Brief – Going line by line through the data below, how many lines contain the word "opts"? Give only the number.

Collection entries
BEGIN

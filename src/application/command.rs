use crate::domain::order::{NewOrder, Order, OrderStatus};
use crate::domain::payment::{CreatedPayment, NewPayment, Payment, Settlement};

/// One mutation of the fulfillment core, as received from a front door.
#[derive(Debug, Clone, PartialEq)]
pub enum Command {
    CreateOrder(NewOrder),
    UpdateOrderStatus {
        id: String,
        status: OrderStatus,
    },
    CancelOrder {
        id: String,
    },
    CreatePayment(NewPayment),
    PaymentCallback {
        payment_id: String,
        transaction_id: String,
        success: bool,
    },
    RefundPayment {
        id: String,
        reason: String,
    },
}

impl Command {
    pub fn name(&self) -> &'static str {
        match self {
            Command::CreateOrder(_) => "create_order",
            Command::UpdateOrderStatus { .. } => "update_status",
            Command::CancelOrder { .. } => "cancel_order",
            Command::CreatePayment(_) => "create_payment",
            Command::PaymentCallback { .. } => "callback",
            Command::RefundPayment { .. } => "refund",
        }
    }
}

/// What a successfully applied [`Command`] produced.
#[derive(Debug, Clone, PartialEq)]
pub enum Outcome {
    Order(Order),
    PaymentCreated(CreatedPayment),
    Settled(Settlement),
    Payment(Payment),
}
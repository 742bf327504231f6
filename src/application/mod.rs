//! Application layer containing the order and payment engines.
//!
//! Engines receive their store handles explicitly and own no global state.
//! `FulfillmentService` bundles them behind a single `Command` entry point
//! for front doors such as the CSV replay in the binary.

pub mod command;
pub mod fulfillment;
pub mod order_engine;
pub mod payment_engine;
use super::lifecycle::Lifecycle;
use chrono::{DateTime, Utc};
use rust_decimal::Decimal;
use serde::{Deserialize, Serialize};
use std::fmt;

/// The lifecycle of an order.
///
/// ```text
/// pending ──► paid ──► shipped ──► completed
///    │
///    └──────► cancelled
/// ```
#[derive(Debug, Serialize, Deserialize, PartialEq, Eq, Hash, Clone, Copy, Default)]
#[serde(rename_all = "lowercase")]
pub enum OrderStatus {
    #[default]
    Pending,
    Paid,
    Shipped,
    Completed,
    Cancelled,
}

impl OrderStatus {
    pub fn as_str(&self) -> &'static str {
        match self {
            OrderStatus::Pending => "pending",
            OrderStatus::Paid => "paid",
            OrderStatus::Shipped => "shipped",
            OrderStatus::Completed => "completed",
            OrderStatus::Cancelled => "cancelled",
        }
    }
}

impl Lifecycle for OrderStatus {
    fn next_states(self) -> &'static [Self] {
        match self {
            OrderStatus::Pending => &[OrderStatus::Paid, OrderStatus::Cancelled],
            OrderStatus::Paid => &[OrderStatus::Shipped],
            OrderStatus::Shipped => &[OrderStatus::Completed],
            OrderStatus::Completed | OrderStatus::Cancelled => &[],
        }
    }
}

impl fmt::Display for OrderStatus {
    fn fmt(&self, f: &mut fmt::Formatter<'_>) -> fmt::Result {
        f.write_str(self.as_str())
    }
}

/// A purchase of one product in some quantity by one user.
#[derive(Debug, Serialize, Deserialize, PartialEq, Clone)]
pub struct Order {
    pub id: String,
    pub user_id: String,
    pub product_id: String,
    pub quantity: u32,
    /// Frozen at creation; later price changes never touch it.
    pub total_amount: Decimal,
    pub status: OrderStatus,
    pub created_at: DateTime<Utc>,
    pub updated_at: DateTime<Utc>,
}

impl Order {
    /// Moves the order to `status` and bumps `updated_at`. Callers validate first.
    pub fn set_status(&mut self, status: OrderStatus) {
        self.status = status;
        self.updated_at = Utc::now();
    }
}

/// Caller-supplied fields of an order about to be created.
#[derive(Debug, Clone, PartialEq)]
pub struct NewOrder {
    pub id: String,
    pub user_id: String,
    pub product_id: String,
    pub quantity: u32,
}
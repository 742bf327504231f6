use crate::domain::order::Order;
use crate::domain::pagination::{PageResult, paginate};
use crate::domain::payment::Payment;
use crate::domain::ports::{CatalogReader, CatalogStore, OrderStore, PaymentStore};
use crate::domain::product::Product;
use crate::error::{FulfillmentError, Result};
use async_trait::async_trait;
use chrono::{DateTime, Utc};
use rocksdb::{ColumnFamily, ColumnFamilyDescriptor, DB, IteratorMode, Options};
use serde::de::{DeserializeOwned, IgnoredAny};
use serde::{Deserialize, Serialize};
use std::path::Path;
use std::sync::Arc;
use std::sync::atomic::{AtomicU64, Ordering};

/// Column Family for catalog products.
pub const CF_PRODUCTS: &str = "products";
/// Column Family for orders.
pub const CF_ORDERS: &str = "orders";
/// Column Family for payments.
pub const CF_PAYMENTS: &str = "payments";

impl From<rocksdb::Error> for FulfillmentError {
    fn from(e: rocksdb::Error) -> Self {
        FulfillmentError::Storage(Box::new(e))
    }
}

/// An order or payment as persisted, tagged with its insertion sequence so
/// listings break `created_at` ties the same way the in-memory stores do.
#[derive(Serialize, Deserialize)]
struct Row<T> {
    seq: u64,
    record: T,
}

/// A persistent store implementation using RocksDB.
///
/// Products, orders and payments live in separate Column Families, keyed by
/// their string id and stored as JSON.
///
/// This struct is thread-safe (`Clone` shares the underlying `Arc<DB>`), so a
/// single opened database can back every port at once.
#[derive(Clone)]
pub struct RocksDBStore {
    db: Arc<DB>,
    last_seq: Arc<AtomicU64>,
}

impl RocksDBStore {
    /// Opens or creates a RocksDB instance at the specified path, creating the
    /// column families on first use.
    pub fn open<P: AsRef<Path>>(path: P) -> Result<Self> {
        let mut opts = Options::default();
        opts.create_if_missing(true);
        opts.create_missing_column_families(true);

        let families = [CF_PRODUCTS, CF_ORDERS, CF_PAYMENTS]
            .into_iter()
            .map(|name| ColumnFamilyDescriptor::new(name, Options::default()));

        let db = DB::open_cf_descriptors(&opts, path, families)?;
        let store = Self {
            db: Arc::new(db),
            last_seq: Arc::new(AtomicU64::new(0)),
        };

        // Resume numbering after the rows already on disk
        let mut last = 0;
        for family in [CF_ORDERS, CF_PAYMENTS] {
            for row in store.scan::<Row<IgnoredAny>>(family)? {
                last = last.max(row.seq);
            }
        }
        store.last_seq.store(last, Ordering::SeqCst);

        Ok(store)
    }

    fn cf(&self, name: &str) -> Result<&ColumnFamily> {
        self.db.cf_handle(name).ok_or_else(|| {
            FulfillmentError::Storage(Box::new(std::io::Error::other(format!(
                "{name} column family not found"
            ))))
        })
    }

    fn put<T: Serialize>(&self, family: &str, id: &str, value: &T) -> Result<()> {
        let cf = self.cf(family)?;
        let bytes = serde_json::to_vec(value).map_err(|e| FulfillmentError::Storage(Box::new(e)))?;
        self.db.put_cf(cf, id.as_bytes(), bytes)?;
        Ok(())
    }

    fn load<T: DeserializeOwned>(&self, family: &str, id: &str) -> Result<Option<T>> {
        let cf = self.cf(family)?;
        match self.db.get_cf(cf, id.as_bytes())? {
            Some(bytes) => {
                let value =
                    serde_json::from_slice(&bytes).map_err(|e| FulfillmentError::Storage(Box::new(e)))?;
                Ok(Some(value))
            }
            None => Ok(None),
        }
    }

    fn contains(&self, family: &str, id: &str) -> Result<bool> {
        let cf = self.cf(family)?;
        Ok(self.db.get_pinned_cf(cf, id.as_bytes())?.is_some())
    }

    fn scan<T: DeserializeOwned>(&self, family: &str) -> Result<Vec<T>> {
        let cf = self.cf(family)?;
        let mut rows = Vec::new();
        for item in self.db.iterator_cf(cf, IteratorMode::Start) {
            let (_key, value) = item?;
            let row = serde_json::from_slice(&value).map_err(|e| FulfillmentError::Storage(Box::new(e)))?;
            rows.push(row);
        }
        Ok(rows)
    }

    fn insert_row<T: Serialize>(
        &self,
        family: &str,
        entity: &str,
        id: &str,
        record: &T,
    ) -> Result<()> {
        if self.contains(family, id)? {
            return Err(FulfillmentError::InvalidInput(format!(
                "{entity} {id} already exists"
            )));
        }
        let seq = self.last_seq.fetch_add(1, Ordering::SeqCst) + 1;
        self.put(family, id, &Row { seq, record })
    }

    fn replace_row<T: Serialize>(
        &self,
        family: &str,
        entity: &'static str,
        id: &str,
        record: &T,
    ) -> Result<()> {
        let Some(existing) = self.load::<Row<IgnoredAny>>(family, id)? else {
            return Err(FulfillmentError::not_found(entity, id));
        };
        self.put(
            family,
            id,
            &Row {
                seq: existing.seq,
                record,
            },
        )
    }

    fn load_record<T: DeserializeOwned>(&self, family: &str, id: &str) -> Result<Option<T>> {
        Ok(self.load::<Row<T>>(family, id)?.map(|row| row.record))
    }

    fn newest_first<T, F, K>(&self, family: &str, filter: F, created_at: K) -> Result<Vec<T>>
    where
        T: DeserializeOwned,
        F: Fn(&T) -> bool,
        K: Fn(&T) -> DateTime<Utc>,
    {
        let mut rows: Vec<Row<T>> = self
            .scan::<Row<T>>(family)?
            .into_iter()
            .filter(|row| filter(&row.record))
            .collect();
        rows.sort_by(|a, b| {
            created_at(&b.record)
                .cmp(&created_at(&a.record))
                .then_with(|| b.seq.cmp(&a.seq))
        });
        Ok(rows.into_iter().map(|row| row.record).collect())
    }
}

#[async_trait]
impl CatalogReader for RocksDBStore {
    async fn get_product(&self, id: &str) -> Result<Option<Product>> {
        self.load(CF_PRODUCTS, id)
    }
}

#[async_trait]
impl CatalogStore for RocksDBStore {
    async fn put_product(&self, product: Product) -> Result<()> {
        self.put(CF_PRODUCTS, &product.id, &product)
    }
}

#[async_trait]
impl OrderStore for RocksDBStore {
    async fn create(&self, order: Order) -> Result<()> {
        self.insert_row(CF_ORDERS, "order", &order.id, &order)
    }

    async fn get(&self, id: &str) -> Result<Option<Order>> {
        self.load_record(CF_ORDERS, id)
    }

    async fn update(&self, order: Order) -> Result<()> {
        self.replace_row(CF_ORDERS, "order", &order.id, &order)
    }

    async fn list_by_user(
        &self,
        user_id: &str,
        offset: usize,
        limit: usize,
    ) -> Result<PageResult<Order>> {
        let orders = self.newest_first(
            CF_ORDERS,
            |o: &Order| user_id.is_empty() || o.user_id == user_id,
            |o: &Order| o.created_at,
        )?;
        Ok(paginate(orders, offset, limit))
    }
}

#[async_trait]
impl PaymentStore for RocksDBStore {
    async fn create(&self, payment: Payment) -> Result<()> {
        self.insert_row(CF_PAYMENTS, "payment", &payment.id, &payment)
    }

    async fn get(&self, id: &str) -> Result<Option<Payment>> {
        self.load_record(CF_PAYMENTS, id)
    }

    async fn update(&self, payment: Payment) -> Result<()> {
        self.replace_row(CF_PAYMENTS, "payment", &payment.id, &payment)
    }

    async fn list(
        &self,
        user_id: &str,
        order_id: &str,
        offset: usize,
        limit: usize,
    ) -> Result<PageResult<Payment>> {
        let payments = self.newest_first(
            CF_PAYMENTS,
            |p: &Payment| {
                (user_id.is_empty() || p.user_id == user_id)
                    && (order_id.is_empty() || p.order_id == order_id)
            },
            |p: &Payment| p.created_at,
        )?;
        Ok(paginate(payments, offset, limit))
    }
}

#[cfg(test)]
mod tests {
    use super::*;
    use crate::domain::order::OrderStatus;
    use chrono::Utc;
    use rust_decimal_macros::dec;
    use tempfile::tempdir;

    #[tokio::test]
    async fn test_rocksdb_open_cf() {
        let dir = tempdir().unwrap();
        let store = RocksDBStore::open(dir.path()).expect("Failed to open RocksDB");

        assert!(store.db.cf_handle(CF_PRODUCTS).is_some());
        assert!(store.db.cf_handle(CF_ORDERS).is_some());
        assert!(store.db.cf_handle(CF_PAYMENTS).is_some());
    }

    #[tokio::test]
    async fn test_rocksdb_catalog() {
        let dir = tempdir().unwrap();
        let store = RocksDBStore::open(dir.path()).unwrap();

        let product = Product::new("p-1", dec!(10.0), 5);
        store.put_product(product.clone()).await.unwrap();

        assert_eq!(store.get_product("p-1").await.unwrap().unwrap(), product);
        assert!(store.get_product("p-2").await.unwrap().is_none());
    }

    #[tokio::test]
    async fn test_rocksdb_order_store() {
        let dir = tempdir().unwrap();
        let store = RocksDBStore::open(dir.path()).unwrap();

        let now = Utc::now();
        let mut order = Order {
            id: "o-1".to_string(),
            user_id: "u-1".to_string(),
            product_id: "p-1".to_string(),
            quantity: 2,
            total_amount: dec!(20.0),
            status: OrderStatus::Pending,
            created_at: now,
            updated_at: now,
        };

        OrderStore::create(&store, order.clone()).await.unwrap();
        assert!(OrderStore::create(&store, order.clone()).await.is_err());

        order.status = OrderStatus::Paid;
        OrderStore::update(&store, order.clone()).await.unwrap();

        let retrieved = OrderStore::get(&store, "o-1").await.unwrap().unwrap();
        assert_eq!(retrieved, order);

        let page = store.list_by_user("u-1", 0, 10).await.unwrap();
        assert_eq!(page.total, 1);
        assert!(store.list_by_user("u-2", 0, 10).await.unwrap().items.is_empty());
    }

    fn order_at(id: &str, created_at: chrono::DateTime<Utc>) -> Order {
        Order {
            id: id.to_string(),
            user_id: "u-1".to_string(),
            product_id: "p-1".to_string(),
            quantity: 1,
            total_amount: dec!(1.0),
            status: OrderStatus::Pending,
            created_at,
            updated_at: created_at,
        }
    }

    #[tokio::test]
    async fn test_rocksdb_ties_list_in_insertion_order() {
        let dir = tempdir().unwrap();
        let now = Utc::now();

        {
            let store = RocksDBStore::open(dir.path()).unwrap();
            OrderStore::create(&store, order_at("o-b", now)).await.unwrap();
            OrderStore::create(&store, order_at("o-a", now)).await.unwrap();

            // An update keeps the original position
            let mut first = order_at("o-b", now);
            first.status = OrderStatus::Cancelled;
            OrderStore::update(&store, first).await.unwrap();

            let ids: Vec<String> = store
                .list_by_user("u-1", 0, 10)
                .await
                .unwrap()
                .items
                .into_iter()
                .map(|o| o.id)
                .collect();
            assert_eq!(ids, ["o-a", "o-b"]);
        }

        // Numbering resumes after a reopen
        let store = RocksDBStore::open(dir.path()).unwrap();
        OrderStore::create(&store, order_at("o-0", now)).await.unwrap();
        let ids: Vec<String> = store
            .list_by_user("u-1", 0, 10)
            .await
            .unwrap()
            .items
            .into_iter()
            .map(|o| o.id)
            .collect();
        assert_eq!(ids, ["o-0", "o-a", "o-b"]);
    }
}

END

Response to this exercise – 4